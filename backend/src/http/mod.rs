//! HTTP server module for the forecast service.
//!
//! This module provides an axum-based HTTP server that exposes the forecast
//! pipeline as a REST API. Handlers only translate between the wire and the
//! service layer.
//!
//! # Architecture
//!
//! ```text
//! ┌──────────────────────────────────────────────────────────┐
//! │  HTTP Layer (axum handlers)                               │
//! │  - Query/body extraction                                  │
//! │  - JSON serialization, status codes                       │
//! │  - CORS, compression, tracing                             │
//! └───────────────────┬──────────────────────────────────────┘
//!                     │
//! ┌───────────────────▼──────────────────────────────────────┐
//! │  Service Layer (services/)                                │
//! │  - Validation, normalization, window policy               │
//! │  - FitLimiter admission control                           │
//! └───────────────────┬──────────────────────────────────────┘
//!                     │
//! ┌───────────────────▼──────────────────────────────────────┐
//! │  Model capability (engine/)                               │
//! │  - ForecastEngine::fit / FittedModel::predict             │
//! └──────────────────────────────────────────────────────────┘
//! ```

pub mod dto;
pub mod error;
pub mod handlers;
pub mod router;
pub mod state;

pub use router::create_router;
pub use state::AppState;
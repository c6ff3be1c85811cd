//! Error types for the forecast pipeline.
//!
//! Every stage of the pipeline reports failures through [`ForecastError`]. The
//! variants double as the failure categories exposed on the wire, so the HTTP
//! layer only has to map a category to a status code.

use crate::engine::ModelError;

/// Result type for pipeline operations
pub type ForecastResult<T> = Result<T, ForecastError>;

/// Error type for the forecast pipeline
#[derive(Debug, Clone, PartialEq, thiserror::Error)]
pub enum ForecastError {
    /// Malformed or insufficient input (bad shape, bad date, non-numeric
    /// value, duplicate date, too few points).
    #[error("Validation error: {message}")]
    Validation { message: String },

    /// The forecast-type selector did not name a known type.
    #[error("Unknown forecast type '{value}' (expected one of: {expected})")]
    UnknownForecastType { value: String, expected: String },

    /// The model capability could not fit or predict. Terminal for the request.
    #[error("Model fit error: {message}")]
    ModelFit { message: String },

    /// The admission limit for concurrent fits was reached.
    #[error("Service overloaded: {message}")]
    Overloaded { message: String },

    /// The request did not finish before its deadline.
    #[error("Timeout error: {message}")]
    Timeout { message: String },

    /// Configuration or initialization error.
    #[error("Configuration error: {message}")]
    Configuration { message: String },

    /// Internal/unexpected errors.
    #[error("Internal error: {message}")]
    Internal { message: String },
}

impl ForecastError {
    /// Create a validation error.
    pub fn validation(message: impl Into<String>) -> Self {
        Self::Validation {
            message: message.into(),
        }
    }

    /// Create an unknown forecast type error.
    pub fn unknown_forecast_type(value: impl Into<String>) -> Self {
        let expected = crate::models::ForecastType::ALL
            .iter()
            .map(|t| t.as_str())
            .collect::<Vec<_>>()
            .join(", ");
        Self::UnknownForecastType {
            value: value.into(),
            expected,
        }
    }

    /// Create a model fit error.
    pub fn model_fit(message: impl Into<String>) -> Self {
        Self::ModelFit {
            message: message.into(),
        }
    }

    /// Create an overloaded error.
    pub fn overloaded(message: impl Into<String>) -> Self {
        Self::Overloaded {
            message: message.into(),
        }
    }

    /// Create a timeout error.
    pub fn timeout(message: impl Into<String>) -> Self {
        Self::Timeout {
            message: message.into(),
        }
    }

    /// Create a configuration error.
    pub fn configuration(message: impl Into<String>) -> Self {
        Self::Configuration {
            message: message.into(),
        }
    }

    /// Create an internal error.
    pub fn internal(message: impl Into<String>) -> Self {
        Self::Internal {
            message: message.into(),
        }
    }

    /// Stable machine-readable category code.
    pub fn category(&self) -> &'static str {
        match self {
            Self::Validation { .. } => "VALIDATION_ERROR",
            Self::UnknownForecastType { .. } => "UNKNOWN_FORECAST_TYPE",
            Self::ModelFit { .. } => "MODEL_FIT_ERROR",
            Self::Overloaded { .. } => "OVERLOADED",
            Self::Timeout { .. } => "TIMEOUT",
            Self::Configuration { .. } => "CONFIGURATION_ERROR",
            Self::Internal { .. } => "INTERNAL_ERROR",
        }
    }

    /// Whether the failure was caused by the caller's input.
    pub fn is_client_error(&self) -> bool {
        matches!(
            self,
            Self::Validation { .. } | Self::UnknownForecastType { .. }
        )
    }
}

impl From<ModelError> for ForecastError {
    fn from(err: ModelError) -> Self {
        ForecastError::model_fit(err.to_string())
    }
}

· · · · · · ·

* [Goal of the exercise]:
Where a line of the records holds the word "impl", copy that line.

* [Result of the exercise]:
impl ForecastError {
    pub fn validation(message: impl Into<String>) -> Self {
    pub fn unknown_forecast_type(value: impl Into<String>) -> Self {
    pub fn model_fit(message: impl Into<String>) -> Self {
    pub fn overloaded(message: impl Into<String>) -> Self {
    pub fn timeout(message: impl Into<String>) -> Self {
    pub fn configuration(message: impl Into<String>) -> Self {
    pub fn internal(message: impl Into<String>) -> Self {
impl From<ModelError> for ForecastError {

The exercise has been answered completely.